C’est le journal l’Aube qui, dans sa dernière livraison, nous emmène dans les coulisses de cette société secrète version Gabon fragilisée par une guerre de succession sur fond de chocs d’égos, de coups bats, d’ abus d’autorité, de gestion opaque des finances, de clientélisme…,bref, lorsqu’ on fait une analyse critique sur l’article de ce confrère, le milieu est au bord de l’éclatement en plusieurs obédiences rivales.

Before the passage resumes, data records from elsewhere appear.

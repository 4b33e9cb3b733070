//! Status files in the run directory
//!
//! The daemon records what it started in plain text files so the state can
//! be inspected (and survives a daemon restart). The player writes the
//! current title into the tag file directly.

use crate::Result;
use std::io::ErrorKind;
use std::path::{Path, PathBuf};
use tokio::io::AsyncWriteExt;

/// Process ids of running players, one per line
pub const PID_FILE: &str = "pid";

/// Name of the playing station
pub const STATION_FILE: &str = "station";

/// URL of the playing station
pub const URL_FILE: &str = "url";

/// Current track title, written by the player
pub const TAG_FILE: &str = "tag";

/// Directory holding the status files
#[derive(Debug, Clone)]
pub struct RunDir {
    root: PathBuf,
}

impl RunDir {
    pub fn new(root: impl Into<PathBuf>) -> Self {
        Self { root: root.into() }
    }

    pub fn root(&self) -> &Path {
        &self.root
    }

    /// Create the directory if it does not exist yet
    pub async fn ensure_exists(&self) -> Result<()> {
        tokio::fs::create_dir_all(&self.root).await?;
        Ok(())
    }

    /// Full path of a status file
    pub fn path(&self, file: &str) -> PathBuf {
        self.root.join(file)
    }

    /// Write `entry` as one line, appending or replacing the file
    pub async fn write_entry(&self, file: &str, entry: &str, append: bool) -> Result<()> {
        let path = self.path(file);
        let mut handle = tokio::fs::OpenOptions::new()
            .create(true)
            .write(true)
            .append(append)
            .truncate(!append)
            .open(&path)
            .await?;
        handle.write_all(format!("{}\n", entry).as_bytes()).await?;
        handle.flush().await?;
        tracing::debug!("Wrote '{}' to {}", entry, path.display());
        Ok(())
    }

    /// Lines of a status file; a missing file has none
    pub async fn read_lines(&self, file: &str) -> Result<Vec<String>> {
        match tokio::fs::read_to_string(self.path(file)).await {
            Ok(content) => Ok(content.lines().map(str::to_string).collect()),
            Err(e) if e.kind() == ErrorKind::NotFound => Ok(Vec::new()),
            Err(e) => Err(e.into()),
        }
    }

    /// Delete a status file; a missing file is not an error
    pub async fn remove(&self, file: &str) -> Result<()> {
        match tokio::fs::remove_file(self.path(file)).await {
            Ok(()) => Ok(()),
            Err(e) if e.kind() == ErrorKind::NotFound => Ok(()),
            Err(e) => Err(e.into()),
        }
    }
}
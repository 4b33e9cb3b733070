//! Track title normalisation and the tag file
//!
//! Radio stations stuff all kinds of padding into their title tags: double
//! spaces between artist and title, `***` followed by advertising, raw
//! ampersands. [`normalize_title`] turns that into a short presentable line
//! and [`TagSink`] writes it to the tag file.

use crate::{Error, Result};
use std::path::{Path, PathBuf};
use tracing::debug;

/// Separator stations use between artist and title
const SEGMENT_SEPARATOR: &str = "  ";

/// Everything after this marker is dropped
const TRAILER_MARKER: &str = "***";

/// Clean up a raw stream title
///
/// 1. `&` becomes `and`.
/// 2. The title is split on double spaces. The first blank segment turns into
///    a single `-`; later blank segments are dropped. Other segments are kept
///    and joined with single spaces.
/// 3. Everything from the first `***` on is dropped and the rest trimmed.
pub fn normalize_title(raw: &str) -> String {
    let replaced = raw.replace('&', "and");

    let mut title = String::with_capacity(replaced.len() + 2);
    let mut dash_pending = true;
    for segment in replaced.split(SEGMENT_SEPARATOR) {
        if segment.trim().is_empty() {
            if dash_pending {
                title.push('-');
                dash_pending = false;
            }
            continue;
        }
        title.push_str(segment);
        title.push(' ');
    }

    title
        .split(TRAILER_MARKER)
        .next()
        .unwrap_or_default()
        .trim()
        .to_string()
}

/// Result of offering a tag to the [`TagSink`]
#[derive(Debug, Clone, PartialEq, Eq)]
pub enum TagOutcome {
    /// The tag carried no title
    NoTitle,

    /// The title normalised to nothing
    Empty,

    /// No tag file configured
    Disabled,

    /// The tag file now contains this title
    Written(String),
}

/// Writes the current track title to the tag file
///
/// Each write replaces the whole file. Without a configured path the sink
/// never touches the filesystem.
#[derive(Debug, Clone, Default)]
pub struct TagSink {
    path: Option<PathBuf>,
    last_title: Option<String>,
}

impl TagSink {
    pub fn new(path: Option<PathBuf>) -> Self {
        Self {
            path,
            last_title: None,
        }
    }

    /// Tag file path, if tag writing is enabled
    pub fn path(&self) -> Option<&Path> {
        self.path.as_deref()
    }

    pub fn is_enabled(&self) -> bool {
        self.path.is_some()
    }

    /// Last title successfully written
    pub fn last_title(&self) -> Option<&str> {
        self.last_title.as_deref()
    }

    /// Normalise a raw title and write it to the tag file
    ///
    /// An empty title counts as no title.
    pub async fn update(&mut self, raw_title: Option<&str>) -> Result<TagOutcome> {
        let Some(raw_title) = raw_title.filter(|title| !title.is_empty()) else {
            return Ok(TagOutcome::NoTitle);
        };

        let title = normalize_title(raw_title);
        if title.is_empty() {
            return Ok(TagOutcome::Empty);
        }

        let Some(path) = self.path.as_ref() else {
            return Ok(TagOutcome::Disabled);
        };

        tokio::fs::write(path, title.as_bytes())
            .await
            .map_err(|source| Error::TagWrite {
                path: path.clone(),
                source,
            })?;
        debug!("Wrote tag '{}' to {}", title, path.display());

        self.last_title = Some(title.clone());
        Ok(TagOutcome::Written(title))
    }
}

#[cfg(test)]
mod tests {
    use super::*;

    #[test]
    fn test_ampersand_becomes_and() {
        assert_eq!(normalize_title("Rock & Roll"), "Rock and Roll");
        assert_eq!(normalize_title("Simon&Garfunkel"), "SimonandGarfunkel");
    }

    #[test]
    fn test_double_space_joined_with_single_space() {
        assert_eq!(normalize_title("Artist  Title***extra"), "Artist Title");
    }

    #[test]
    fn test_blank_segment_becomes_dash() {
        assert_eq!(normalize_title("Artist    Title***extra"), "Artist -Title");
    }

    #[test]
    fn test_only_first_blank_segment_emits_dash() {
        // Six spaces give two blank segments, four spaces a third one
        assert_eq!(normalize_title("A      B    C"), "A -B C");
    }

    #[test]
    fn test_odd_spacing_keeps_leading_space_of_segment() {
        // "A   B" splits into "A" and " B"
        assert_eq!(normalize_title("A   B"), "A  B");
    }

    #[test]
    fn test_trailer_dropped() {
        assert_eq!(
            normalize_title("Song Title *** www.station.example ***"),
            "Song Title"
        );
    }

    #[test]
    fn test_leading_blank_segment() {
        assert_eq!(normalize_title("    Title"), "-Title");
    }

    #[test]
    fn test_degenerate_titles() {
        assert_eq!(normalize_title(""), "-");
        assert_eq!(normalize_title("***advert"), "");
        assert_eq!(normalize_title("***  "), "");
    }

    #[test]
    fn test_plain_title_unchanged() {
        assert_eq!(normalize_title("Daft Punk - One More Time"), "Daft Punk - One More Time");
    }

    #[tokio::test]
    async fn test_update_without_title() {
        let mut sink = TagSink::new(None);
        assert_eq!(sink.update(None).await.unwrap(), TagOutcome::NoTitle);
    }

    #[tokio::test]
    async fn test_update_with_empty_title() {
        let mut sink = TagSink::new(None);
        assert_eq!(sink.update(Some("")).await.unwrap(), TagOutcome::NoTitle);
    }

    #[tokio::test]
    async fn test_update_disabled_sink() {
        let mut sink = TagSink::new(None);
        assert!(!sink.is_enabled());
        assert_eq!(
            sink.update(Some("Artist  Title")).await.unwrap(),
            TagOutcome::Disabled
        );
        assert!(sink.last_title().is_none());
    }

    #[tokio::test]
    async fn test_update_empty_title_is_not_written() {
        let dir = tempfile::tempdir().unwrap();
        let path = dir.path().join("tag");
        let mut sink = TagSink::new(Some(path.clone()));

        assert_eq!(sink.update(Some("***")).await.unwrap(), TagOutcome::Empty);
        assert!(!path.exists());
    }
}
//! # MSPD Common Library
//!
//! Shared code for the MSPD binaries:
//! - Error type for configuration loading
//! - TOML configuration (player, daemon, stations, logging)
//! - Tracing subscriber initialisation
//! - Shutdown signal handling

pub mod config;
pub mod error;
pub mod logging;
pub mod shutdown;

pub use config::{ConfigSource, TomlConfig};
pub use error::{Error, Result};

Tolérance, fraternité, liberté de conscience, quête de vérité et perfectionnement de soi, laïcité et respect des lois, solidarité et bienfaisance, figurent pourtant au chapelet de ses valeurs cardinales. Mais tout ceci dans la grande loge du Gabon ( G L G) relève de l’ idéal philosophique, une véritable utopie portée par de jeunes idéalistes, puisque la réalité est tout autre.
Si les grands principes qui fondent leurs convictions sont biaisés, bafoués par des gens censés incarner la tradition doctrinale fondamentale, une fusion de pratiques auxquels se greffent des apports puisés dans des rites initiatiques tels ceux de la mystique chrétienne, l’ alchimie, la kabbale, l’ hermétisme…, quand en est-il donc de l’appropriation stricte de ce patrimoine sacré par ceux qui, aujourd’hui, s’érigent en gardiens du »Temple » ?

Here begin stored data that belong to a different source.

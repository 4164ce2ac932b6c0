//! Error types for the puzzle runner.
//!
//! - [`MapError`] is what [`crate::parallel::parallel_map`] fails with: either a
//!   unit of work failed or the caller cancelled the map.
//! - [`DayError`] covers a day's pipeline end to end: reading stdin, parsing,
//!   solving and writing the answer.

use thiserror::Error;

/// Failure of a bounded parallel map
#[derive(Error, Debug, Clone, PartialEq, Eq)]
pub enum MapError<E> {
    /// The first transform that failed; the remaining units were cancelled
    #[error("transform failed: {0}")]
    Failed(E),

    /// Cancellation was requested by the caller before the map completed
    #[error("parallel map was cancelled")]
    Cancelled,
}

/// Errors produced while running a day
#[derive(Error, Debug)]
pub enum DayError {
    #[error("I/O error: {0}")]
    Io(#[from] std::io::Error),

    #[error("input is not valid UTF-8: {0}")]
    InvalidUtf8(#[from] std::string::FromUtf8Error),

    #[error("invalid input: {0}")]
    Parse(String),

    #[error("missing {0}")]
    Missing(&'static str),

    #[error("interrupted")]
    Cancelled,
}

impl<E: Into<DayError>> From<MapError<E>> for DayError {
    fn from(err: MapError<E>) -> Self {
        match err {
            MapError::Failed(err) => err.into(),
            MapError::Cancelled => DayError::Cancelled,
        }
    }
}
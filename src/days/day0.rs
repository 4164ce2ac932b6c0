use crate::config::RunConfig;
use crate::day::Day;
use crate::error::DayError;

/// Echoes its input. Smoke test for the stdin/stdout plumbing.
pub struct Day0;

impl Day for Day0 {
    type Input = String;
    type Output = String;

    const NAME: &'static str = "day0";

    fn parse(&self, input: &str) -> Result<String, DayError> {
        Ok(input.to_owned())
    }

    async fn solve(&self, input: String, _: &RunConfig) -> Result<String, DayError> {
        Ok(input)
    }

    fn format(&self, output: &String) -> String {
        output.clone()
    }
}
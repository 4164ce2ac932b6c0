use anyhow::Context;
use clap::Parser;
use tracing::{info, warn};
use tracing_subscriber::EnvFilter;

use aoc2025::days::DayCommand;
use aoc2025::parallel::DEFAULT_PARALLELISM;
use aoc2025::RunConfig;

/// Advent of Code 2025: reads puzzle input on stdin, prints the answer on stdout
#[derive(Parser, Debug)]
#[command(name = "aoc2025", version)]
struct Args {
    /// Debug logging on stderr
    #[arg(short, long, global = true)]
    verbose: bool,

    /// Units of work a day may run concurrently
    #[arg(
        short = 'j',
        long,
        env = "AOC_PARALLELISM",
        default_value_t = DEFAULT_PARALLELISM,
        global = true
    )]
    parallelism: usize,

    #[command(subcommand)]
    day: DayCommand,
}

#[tokio::main]
async fn main() -> anyhow::Result<()> {
    let args = Args::parse();
    setup_logging(args.verbose);

    let config = RunConfig::default().with_parallelism(args.parallelism);
    let cancel = config.cancel.clone();
    tokio::spawn(async move {
        if tokio::signal::ctrl_c().await.is_err() {
            return;
        }
        warn!("interrupted, cancelling; press Ctrl-C again to abort");
        cancel.cancel();
        if tokio::signal::ctrl_c().await.is_ok() {
            std::process::exit(130);
        }
    });

    info!(day = args.day.name(), parallelism = config.parallelism, "running");
    args.day
        .run(&config, tokio::io::stdin(), tokio::io::stdout())
        .await
        .with_context(|| format!("{} failed", args.day.name()))?;
    Ok(())
}

fn setup_logging(verbose: bool) {
    let filter = EnvFilter::try_from_default_env().unwrap_or_else(|_| {
        if verbose {
            EnvFilter::new("aoc2025=debug,warn")
        } else {
            EnvFilter::new("aoc2025=info,warn")
        }
    });

    tracing_subscriber::fmt()
        .with_env_filter(filter)
        .with_writer(std::io::stderr)
        .with_target(false)
        .init();
}
impl<T> PriorityQueue<T> {
    /// Creates an empty queue ordered by `precedes`.
    pub fn new<F>(precedes: F) -> Self
    where
        F: Fn(&T, &T) -> bool + Send + Sync + 'static,
    {
        Self::with_capacity(0, precedes)
    }

    /// Creates an empty queue with room for `capacity` elements.
    pub fn with_capacity<F>(capacity: usize, precedes: F) -> Self
    where
        F: Fn(&T, &T) -> bool + Send + Sync + 'static,
    {
        Self {
            elements: Vec::with_capacity(capacity),
            precedes: Some(Arc::new(precedes)),
        }
    }

    /// Takes ownership of `elements` and sorts them under `precedes`.
    ///
    /// O(n log n). A sorted sequence trivially satisfies the heap property.
    pub fn from_vec<F>(elements: Vec<T>, precedes: F) -> Self
    where
        F: Fn(&T, &T) -> bool + Send + Sync + 'static,
    {
        let mut queue = Self {
            elements,
            precedes: Some(Arc::new(precedes)),
        };
        queue.sort_all();
        queue
    }

    /// Collects `iter` and sorts it under `precedes`.
    pub fn from_iter_by<I, F>(iter: I, precedes: F) -> Self
    where
        I: IntoIterator<Item = T>,
        F: Fn(&T, &T) -> bool + Send + Sync + 'static,
    {
        Self::from_vec(iter.into_iter().collect(), precedes)
    }

    /// Replaces the ordering and re-sorts every element under it.
    ///
    /// This is the bulk path: afterwards the storage is fully sorted, which is
    /// stronger than the heap property maintained by incremental mutation.
    pub fn set_ordering<F>(&mut self, precedes: F)
    where
        F: Fn(&T, &T) -> bool + Send + Sync + 'static,
    {
        self.precedes = Some(Arc::new(precedes));
        self.sort_all();
    }

    #[inline]
    pub fn len(&self) -> usize {
        self.elements.len()
    }

    #[inline]
    pub fn is_empty(&self) -> bool {
        self.elements.is_empty()
    }

    #[inline]
    pub fn capacity(&self) -> usize {
        self.elements.capacity()
    }

    pub fn reserve(&mut self, additional: usize) {
        self.elements.reserve(additional);
    }

    /// Returns the highest-priority element without removing it.
    #[inline]
    pub fn peek(&self) -> Option<&T> {
        self.elements.first()
    }

    /// Returns the element at heap position `index`.
    #[inline]
    pub fn get(&self, index: usize) -> Option<&T> {
        self.elements.get(index)
    }

    /// Returns the elements at heap positions `range`, or `None` if the range
    /// is out of bounds.
    pub fn get_range(&self, range: Range<usize>) -> Option<&[T]> {
        self.elements.get(range)
    }

    /// The backing storage in heap order.
    #[inline]
    pub fn as_slice(&self) -> &[T] {
        &self.elements
    }

    pub fn iter(&self) -> std::slice::Iter<'_, T> {
        self.elements.iter()
    }

    pub fn clear(&mut self) {
        self.elements.clear();
    }

    pub fn into_vec(self) -> Vec<T> {
        self.elements
    }

    /// Appends `element` and swims it towards the root. O(log n).
    pub fn insert(&mut self, element: T) {
        self.elements.push(element);
        self.swim(self.elements.len() - 1);
    }

    /// Removes and returns the highest-priority element.
    pub fn pop(&mut self) -> Option<T> {
        self.remove_at(0)
    }

    /// Removes the element at heap position `index`.
    ///
    /// The last element takes the vacated slot and is sunk, then swum, since it
    /// may belong either below or above its new position. Returns `None`
    /// without touching the queue if `index` is out of bounds. O(log n).
    pub fn remove_at(&mut self, index: usize) -> Option<T> {
        if index >= self.elements.len() {
            return None;
        }

        let removed = self.elements.swap_remove(index);
        if index < self.elements.len() {
            let index = self.sink(index);
            self.swim(index);
        }
        Some(removed)
    }

    /// Replaces the element at heap position `index`, returning the old one.
    ///
    /// The new value swims if it precedes its parent and sinks otherwise; the
    /// direction is decided against the current neighbours, not against the
    /// old occupant. Returns `None` without touching the queue if `index` is
    /// out of bounds (the new value is dropped).
    pub fn set(&mut self, index: usize, element: T) -> Option<T> {
        let slot = self.elements.get_mut(index)?;
        let old = std::mem::replace(slot, element);

        if index > 0 && self.precedes_at(index, parent(index)) {
            self.swim(index);
        } else {
            self.sink(index);
        }
        Some(old)
    }

    /// Removes every heap position in `range`, one [`remove_at`] at a time.
    ///
    /// Positions are visited from the top of the range down so each one is
    /// still in bounds when it is removed; exactly `range.len()` elements are
    /// removed. Because each removal refills its slot from the end of the heap,
    /// the removed values are not necessarily the ones that occupied `range`
    /// beforehand. An out-of-bounds range is a no-op. O(Δ log n).
    ///
    /// [`remove_at`]: PriorityQueue::remove_at
    pub fn remove_range(&mut self, range: Range<usize>) -> Vec<T> {
        if range.start > range.end || range.end > self.elements.len() {
            return Vec::new();
        }
        range.rev().filter_map(|index| self.remove_at(index)).collect()
    }

    /// Inserts each element in turn. O(m log n), not a bulk heapify.
    pub fn insert_all<I: IntoIterator<Item = T>>(&mut self, elements: I) {
        let elements = elements.into_iter();
        self.elements.reserve(elements.size_hint().0);
        for element in elements {
            self.insert(element);
        }
    }

    /// [`remove_range`] followed by [`insert_all`]; returns the removed values.
    ///
    /// [`remove_range`]: PriorityQueue::remove_range
    /// [`insert_all`]: PriorityQueue::insert_all
    pub fn replace_range<I: IntoIterator<Item = T>>(
        &mut self,
        range: Range<usize>,
        elements: I,
    ) -> Vec<T> {
        let removed = self.remove_range(range);
        self.insert_all(elements);
        removed
    }

    /// Returns `true` if no child precedes its parent.
    pub fn is_heap(&self) -> bool {
        (1..self.elements.len()).all(|child| !self.precedes_at(child, parent(child)))
    }

    fn sort_all(&mut self) {
        let Some(precedes) = &self.precedes else {
            return;
        };
        self.elements.sort_by(|a, b| {
            if precedes(a, b) {
                Ordering::Less
            } else if precedes(b, a) {
                Ordering::Greater
            } else {
                Ordering::Equal
            }
        });
    }

    #[inline]
    fn precedes_at(&self, lhs: usize, rhs: usize) -> bool {
        self.precedes
            .as_ref()
            .is_some_and(|precedes| precedes(&self.elements[lhs], &self.elements[rhs]))
    }

    /// Moves the element at `pos` up while it precedes its parent.
    fn swim(&mut self, mut pos: usize) -> usize {
        while pos > 0 {
            let parent = parent(pos);
            if !self.precedes_at(pos, parent) {
                break;
            }
            self.elements.swap(pos, parent);
            pos = parent;
        }
        pos
    }

    /// Moves the element at `pos` down while one of its children precedes it.
    ///
    /// Swaps with the higher-priority child, the left one when they tie.
    fn sink(&mut self, mut pos: usize) -> usize {
        let len = self.elements.len();
        loop {
            let left = 2 * pos + 1;
            if left >= len {
                break;
            }

            let right = left + 1;
            let child = if right < len && self.precedes_at(right, left) {
                right
            } else {
                left
            };

            if !self.precedes_at(child, pos) {
                break;
            }
            self.elements.swap(pos, child);
            pos = child;
        }
        pos
    }
}

#[inline]
fn parent(index: usize) -> usize {
    (index - 1) / 2
}

impl<T> Index<usize> for PriorityQueue<T> {
    type Output = T;

    /// # Panics
    ///
    /// Panics if `index` is out of bounds, like slice indexing. Use
    /// [`PriorityQueue::get`] for the non-panicking form.
    fn index(&self, index: usize) -> &T {
        &self.elements[index]
    }
}

impl<T> Extend<T> for PriorityQueue<T> {
    fn extend<I: IntoIterator<Item = T>>(&mut self, iter: I) {
        self.insert_all(iter);
    }
}

impl<'a, T> IntoIterator for &'a PriorityQueue<T> {
    type Item = &'a T;
    type IntoIter = std::slice::Iter<'a, T>;

    fn into_iter(self) -> Self::IntoIter {
        self.elements.iter()
    }
}

impl<T> IntoIterator for PriorityQueue<T> {
    type Item = T;
    type IntoIter = std::vec::IntoIter<T>;

    /// Yields elements in heap order, not priority order.
    fn into_iter(self) -> Self::IntoIter {
        self.elements.into_iter()
    }
}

À l’ origine, la franc-maçonnerie recrutait par cooptation au sein de l’ élite intellectuelle d’ où l’ appellation »frères des lumières » attribuée aux adeptes de cette confrérie qui a autant puisé dans la philosophie des siècles des Lumières.
Aujourd’hui les membres qui grossissent les rangs de cette organisation secrète sont recrutés sur des critères douteux.
Comment alors s’étonner que la franc-maçonnerie qui se définit comme une institution philosophique, philanthropique et initiatique, s’éloigne de ses bases doctrinales au point d’ être réduite au rang d’organisation mondaine dont la licence cinstitue le moteur de son fonctionnement?
En Afrique, malheureusement,telle semble être la norme. La franc-maçonnerie dans les pays africains se heurtent aux mêmes dysfonctionnements produits par la course effrénée vers le contrôle total d’ un patrimoine bassement matériel.
Un chose est néanmoins sûre: si la franc-maçonnerie ne s’ affranchit pas de ses contradictions internes qui l’ exposent à connaître une explosion en fragments d’ obédiences philosophiques, il est fort à craindre que cette société secrète qui a infiltré toutes les sphères du pouvoir décisionnel au point d’ apparaître comme une fabrique des rois, sa fin risque d’ être tragique et pourrait même ressembler à celles de l’ organisation secrète de l’ anglais Adam weishaupt et de celle de Jacques de Molay, grand maîtres des Templiers qui avait terminé sur un bûcher. Les deux organisations secrètes furent dynamitées au 17e siècle par le pouvoir de l’ Eglise catholique alors dominant.